The TTO ICS Risk and Governance team is established to ensure best-in-class risk and control execution from both a 'Vertical' and 'Horizontal' perspective. Central Risk & Governance is a horizontal function within the TTO ICS team, aiming to apply Principal Risk Type Frameworks effectively across TTO ICS, providing relevant information to Risk Management and Oversight Forums, and overseeing the timely identification and resolution of emerging risks, issues, and findings. Additionally, it seeks to enhance the effectiveness and efficiency of risk and control management across all ICS domains.

The Associate Director, Risk and Control, role is created within the ICS Protect Service Risk and Control team to focus on continuous improvement of the Cyber Assessment and Testing (CAT) control environment through proactive risk assessments and structured risk & control management. This role reports to the Director for CAT Risk & Control.

• Oversee all risk and control activities related to processes within the CAT function.
• Conduct risk-focused, timely, and repeatable deep dive reviews following TTO Control methodology.
• Design and maintain internal processes for dynamic risk and control monitoring in CAT.
• Manage all ORTF-based CAT controls, CSTs, KCIs, and KRIs.
• Provide accurate risk & control MI to relevant risk forums.
• Ensure compliance with the Bank’s risk framework and policies (e.g., ERMF, ORTF, ICS RTF).
• Support the design, development, and implementation of processes and controls to mitigate ICS risks.
• Assist the CAT Function in early risk detection and issue resolution.
• Support stakeholders in defining remediation actions for control weaknesses and issues.
• Act as key confidant to CAT ‘Process Owners’ for control development, prioritization, and implementation.
• Maintain accurate risk and control data in M7 and other repositories.
• Track, challenge, and escalate issue remediation delays.
• Validate that remediation activities effectively address risks.

Risk Management
• Conduct risk assessments and liaise with stakeholders to prepare residual risk papers with treatment plans.
• Support interactions with Group Internal Audit and regulatory inspections.
• Adopt an anticipatory approach to risk assessment through stakeholder engagement and environmental monitoring.
• Collaborate with control assurance teams to improve efficiency and reduce duplication.
• Support process owners in risk identification, management, and control effectiveness monitoring.
• Implement and monitor the effectiveness of control self-assessments and testing.
• Perform deep dive reviews and meaningful control testing.
• Provide challenge and escalation to senior management to ensure risk mitigation.
• Drive continuous improvement in the ICS RTF control environment.
• Offer technical guidance to team members to produce high-quality outputs addressing risks.

Governance
• Provide timely and accurate reporting to committees.
• Oversee high-impact risk and issue resolution.
• Track and report risk assessments and their outcomes for oversight.
• Identify emerging risks within CAT and ensure proper governance.
• Support enhancement of risk profile reporting and issue management tools.

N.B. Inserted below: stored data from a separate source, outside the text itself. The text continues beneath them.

impl Strategy for AdaptiveStrategy {
    fn select(
        &self,
        candidates: &[LbArc<ProviderCandidate>],
        _ctx: &SelectionContext,
    ) -> Option<LbArc<ProviderCandidate>> {
        if candidates.is_empty() {
            return None;
        }
        let mut rng = rand::thread_rng();
        let mut best: Option<(LbArc<ProviderCandidate>, f64)> = None;

        for candidate in candidates {
            let entry = self.state.entry(candidate.provider_id.clone()).or_default();
            let alpha = entry.alpha_milli.load(LbOrdering::Relaxed) as f64 / 1000.0;
            let beta = entry.beta_milli.load(LbOrdering::Relaxed) as f64 / 1000.0;
            drop(entry);

            let sample = Beta::new(alpha.max(0.01), beta.max(0.01))
                .map(|dist| dist.sample(&mut rng))
                .unwrap_or(0.5);

            best = match best {
                Some((_, best_sample)) if sample < best_sample => best,
                Some((ref best_candidate, best_sample)) if sample == best_sample => {
                    if tie_break(candidate, best_candidate) == std::cmp::Ordering::Less {
                        Some((candidate.clone(), sample))
                    } else {
                        Some((best_candidate.clone(), best_sample))
                    }
                }
                _ => Some((candidate.clone(), sample)),
            };
        }
        best.map(|(candidate, _)| candidate)
    }

    fn record(&self, provider_id: &str, outcome: Outcome) {
        let entry = self.state.entry(provider_id.to_string()).or_default();
        match outcome {
            Outcome::Success { .. } => {
                entry.alpha_milli.fetch_add(1000, LbOrdering::Relaxed);
            }
            Outcome::Failure | Outcome::Timeout => {
                entry.beta_milli.fetch_add(1000, LbOrdering::Relaxed);
            }
        }
    }
}

/// Picks uniformly at random among candidates, for A/B baselines and chaos
/// testing.
#[derive(Default)]
pub struct RandomStrategy;

impl Strategy for RandomStrategy {
    fn select(
        &self,
        candidates: &[LbArc<ProviderCandidate>],
        _ctx: &SelectionContext,
    ) -> Option<LbArc<ProviderCandidate>> {
        if candidates.is_empty() {
            return None;
        }
        let idx = rand::thread_rng().gen_range(0..candidates.len());
        Some(candidates[idx].clone())
    }
}

/// Dispatches to one of the seven strategies above by [`RoutingStrategyKind`],
/// holding one instance of each so stateful strategies (WRR counters,
/// Adaptive's Beta posteriors) persist across requests rather than resetting
/// every call.
pub struct LoadBalancer {
    default_kind: RoutingStrategyKind,
    round_robin: RoundRobinStrategy,
    weighted_round_robin: WeightedRoundRobinStrategy,
    least_connections: LeastConnectionsStrategy,
    least_latency: LeastLatencyStrategy,
    cost_optimized: CostOptimizedStrategy,
    adaptive: AdaptiveStrategy,
    random: RandomStrategy,
}

impl LoadBalancer {
    pub fn new(default_kind: RoutingStrategyKind) -> Self {
        Self {
            default_kind,
            round_robin: RoundRobinStrategy::default(),
            weighted_round_robin: WeightedRoundRobinStrategy::default(),
            least_connections: LeastConnectionsStrategy,
            least_latency: LeastLatencyStrategy,
            cost_optimized: CostOptimizedStrategy,
            adaptive: AdaptiveStrategy::default(),
            random: RandomStrategy,
        }
    }

    fn strategy_for(&self, kind: RoutingStrategyKind) -> &dyn Strategy {
        match kind {
            RoutingStrategyKind::RoundRobin => &self.round_robin,
            RoutingStrategyKind::WeightedRoundRobin => &self.weighted_round_robin,
            RoutingStrategyKind::LeastConnections => &self.least_connections,
            RoutingStrategyKind::LeastLatency => &self.least_latency,
            RoutingStrategyKind::CostOptimized => &self.cost_optimized,
            RoutingStrategyKind::Adaptive => &self.adaptive,
            RoutingStrategyKind::Random => &self.random,
        }
    }

    pub fn select(
        &self,
        candidates: &[LbArc<ProviderCandidate>],
        ctx: &SelectionContext,
    ) -> Option<LbArc<ProviderCandidate>> {
        self.select_with(self.default_kind, candidates, ctx)
    }

    pub fn select_with(
        &self,
        kind: RoutingStrategyKind,
        candidates: &[LbArc<ProviderCandidate>],
        ctx: &SelectionContext,
    ) -> Option<LbArc<ProviderCandidate>> {
        self.strategy_for(kind).select(candidates, ctx)
    }

    pub fn record(&self, kind: RoutingStrategyKind, provider_id: &str, outcome: Outcome) {
        self.strategy_for(kind).record(provider_id, outcome);
    }
}

#[cfg(test)]
mod load_balancer_tests {
    use super::*;
    use crate::circuit_breaker::CircuitBreakerConfig;
    use crate::error::ProviderError;
    use crate::models::{
        AudioRequest, AudioResponse, ChatRequest, ChatResponse, EmbeddingRequest,
        EmbeddingResponse, ImageRequest, ImageResponse, SpeechRequest, SpeechResponse,
    };
    use crate::providers::{HealthStatus, Provider, ProviderHealth, StreamResult};
    use crate::registry::Capabilities;
    use std::collections::HashMap;

    struct StubProvider;

    #[async_trait::async_trait]
    impl Provider for StubProvider {
        fn name(&self) -> &str {
            "stub"
        }
        fn supports_streaming(&self) -> bool {
            false
        }
        fn supports_function_calling(&self) -> bool {
            false
        }
        fn supported_models(&self) -> Vec<String> {
            vec!["m1".to_string()]
        }
        async fn chat_completion(&self, _r: ChatRequest) -> Result<ChatResponse, ProviderError> {
            unimplemented!()
        }
        async fn stream_chat_completion(&self, _r: ChatRequest) -> Result<StreamResult, ProviderError> {
            unimplemented!()
        }
        async fn embedding(&self, _r: EmbeddingRequest) -> Result<EmbeddingResponse, ProviderError> {
            unimplemented!()
        }
        async fn image_generation(&self, _r: ImageRequest) -> Result<ImageResponse, ProviderError> {
            unimplemented!()
        }
        async fn audio_transcription(&self, _r: AudioRequest) -> Result<AudioResponse, ProviderError> {
            unimplemented!()
        }
        async fn text_to_speech(&self, _r: SpeechRequest) -> Result<SpeechResponse, ProviderError> {
            unimplemented!()
        }
        async fn health_check(&self) -> Result<ProviderHealth, ProviderError> {
            Ok(ProviderHealth {
                status: HealthStatus::Healthy,
                latency_ms: Some(1),
                error_rate: 0.0,
                last_check: chrono::Utc::now(),
                details: HashMap::new(),
            })
        }
    }

    fn candidate(id: &str) -> LbArc<ProviderCandidate> {
        weighted_candidate(id, 1.0)
    }

    fn weighted_candidate(id: &str, weight: f64) -> LbArc<ProviderCandidate> {
        LbArc::new(ProviderCandidate::new(
            id,
            "stub",
            "http://localhost",
            None,
            Capabilities {
                supported_models: vec!["m1".to_string()],
                max_context_tokens: 8192,
                streaming: true,
                tools: false,
                vision: false,
                input_cost_per_1k: 0.01,
                output_cost_per_1k: 0.02,
                weight,
            },
            LbArc::new(StubProvider),
            CircuitBreakerConfig::default(),
        ))
    }

    #[test]
    fn weighted_round_robin_favors_higher_weight_two_to_one() {
        let strategy = WeightedRoundRobinStrategy::default();
        let heavy = weighted_candidate("heavy", 2.0);
        let light = weighted_candidate("light", 1.0);
        let candidates = vec![heavy, light];
        let ctx = SelectionContext::default();

        let mut heavy_picks = 0;
        for _ in 0..9 {
            if strategy.select(&candidates, &ctx).unwrap().provider_id == "heavy" {
                heavy_picks += 1;
            }
        }
        assert_eq!(heavy_picks, 6);
    }

    #[test]
    fn round_robin_cycles_through_all_candidates() {
        let strategy = RoundRobinStrategy::default();
        let candidates = vec![candidate("a"), candidate("b"), candidate("c")];
        let ctx = SelectionContext::default();

        let picks: Vec<String> = (0..6)
            .map(|_| strategy.select(&candidates, &ctx).unwrap().provider_id.clone())
            .collect();
        assert_eq!(picks, vec!["a", "b", "c", "a", "b", "c"]);
    }

    #[test]
    fn least_connections_picks_idlest_candidate() {
        let strategy = LeastConnectionsStrategy;
        let busy = candidate("busy");
        let idle = candidate("idle");
        busy.incr_active_connections();
        busy.incr_active_connections();

        let picked = strategy
            .select(&[busy.clone(), idle.clone()], &SelectionContext::default())
            .unwrap();
        assert_eq!(picked.provider_id, "idle");
    }

    #[test]
    fn cost_optimized_prefers_cheaper_candidate() {
        let strategy = CostOptimizedStrategy;
        let cheap = candidate("cheap");
        let pricey = ProviderCandidate::new(
            "pricey",
            "stub",
            "http://localhost",
            None,
            Capabilities {
                supported_models: vec!["m1".to_string()],
                max_context_tokens: 8192,
                streaming: true,
                tools: false,
                vision: false,
                input_cost_per_1k: 1.0,
                output_cost_per_1k: 2.0,
                weight: 1.0,
            },
            LbArc::new(StubProvider),
            CircuitBreakerConfig::default(),
        );
        let ctx = SelectionContext {
            estimated_prompt_tokens: 1000,
            estimated_max_tokens: 500,
            ..SelectionContext::default()
        };

        let picked = strategy
            .select(&[cheap.clone(), LbArc::new(pricey)], &ctx)
            .unwrap();
        assert_eq!(picked.provider_id, "cheap");
    }

    #[test]
    fn least_latency_prefers_known_candidate_over_cold_unknown() {
        let strategy = LeastLatencyStrategy;
        let warmed = candidate("warmed");
        for _ in 0..25 {
            warmed.record_outcome(true, false, 500);
        }
        let cold = candidate("cold");

        let ctx = SelectionContext {
            min_latency_samples: 20,
            ..SelectionContext::default()
        };
        let picked = strategy
            .select(&[warmed.clone(), cold.clone()], &ctx)
            .unwrap();
        assert_eq!(picked.provider_id, "warmed");
    }

    #[test]
    fn least_latency_tie_breaks_among_unknown_candidates() {
        let strategy = LeastLatencyStrategy;
        let a = candidate("a");
        let b = candidate("b");
        let ctx = SelectionContext {
            min_latency_samples: 20,
            ..SelectionContext::default()
        };
        let picked = strategy.select(&[b.clone(), a.clone()], &ctx).unwrap();
        assert_eq!(picked.provider_id, "a");
    }

    #[test]
    fn adaptive_strategy_always_returns_a_candidate() {
        let strategy = AdaptiveStrategy::default();
        let candidates = vec![candidate("a"), candidate("b")];
        let ctx = SelectionContext::default();
        for _ in 0..10 {
            let picked = strategy.select(&candidates, &ctx).unwrap();
            strategy.record(&picked.provider_id, Outcome::Success { latency_ms: 10 });
        }
    }

    #[test]
    fn empty_candidate_list_yields_no_selection() {
        let ctx = SelectionContext::default();
        assert!(RoundRobinStrategy::default().select(&[], &ctx).is_none());
        assert!(LeastConnectionsStrategy.select(&[], &ctx).is_none());
        assert!(RandomStrategy.select(&[], &ctx).is_none());
    }
}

Regulatory & Business Conduct
• Demonstrate exemplary conduct aligned with Group Values and Code of Conduct.
• Ensure compliance with applicable laws, regulations, and policies.
• Promote proactive risk, conduct, and compliance management.

• Bachelor’s or Honours Degree in IT, Cyber Security, or related fields, or 10+ years in cyber/IT security, technology audit, or risk management.
• Certifications such as CISA, CISM, CISSP, CCSK, CCSP, or equivalent.
  English language proficiency required.

We are an international bank committed to making a positive impact for our clients and communities. For over 170 years, we have challenged the status quo, embraced diversity, and strived for continuous improvement. Join us if you seek a purposeful career in a values-driven organization that celebrates inclusion and diversity.

Our core behaviors include doing the right thing, never settling, and working better together, fostering an environment of integrity, innovation, and collaboration.

In line with our Fair Pay Charter, we provide a competitive salary and benefits supporting your well-being, including:

• Retirement, medical, and life insurance benefits.
• Generous leave policies, including parental, sabbatical, and volunteering leave.
• Flexible working arrangements.
• Wellbeing support via platforms and programs.
• Opportunities for continuous learning and development.
• An inclusive culture that values diversity and respects individual talents.